Exercise materials START

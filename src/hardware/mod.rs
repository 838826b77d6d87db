pub mod catalog;
pub mod descriptors;
pub mod selector;

pub use catalog::{HardwareTemplate, CATALOG};
pub use descriptors::Descriptor;
pub use selector::{consistent_serial, render, select, DescriptorKind};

Exercise materials END

*Work instructions:* Once more, write out the records above, exactly as they stand.

*Exercise solution:*
filename src/hardware/mod.rs
repository 838826b77d6d87db
pub mod catalog;
pub mod descriptors;
pub mod selector;

pub use catalog::{HardwareTemplate, CATALOG};
pub use descriptors::Descriptor;
pub use selector::{consistent_serial, render, select, DescriptorKind};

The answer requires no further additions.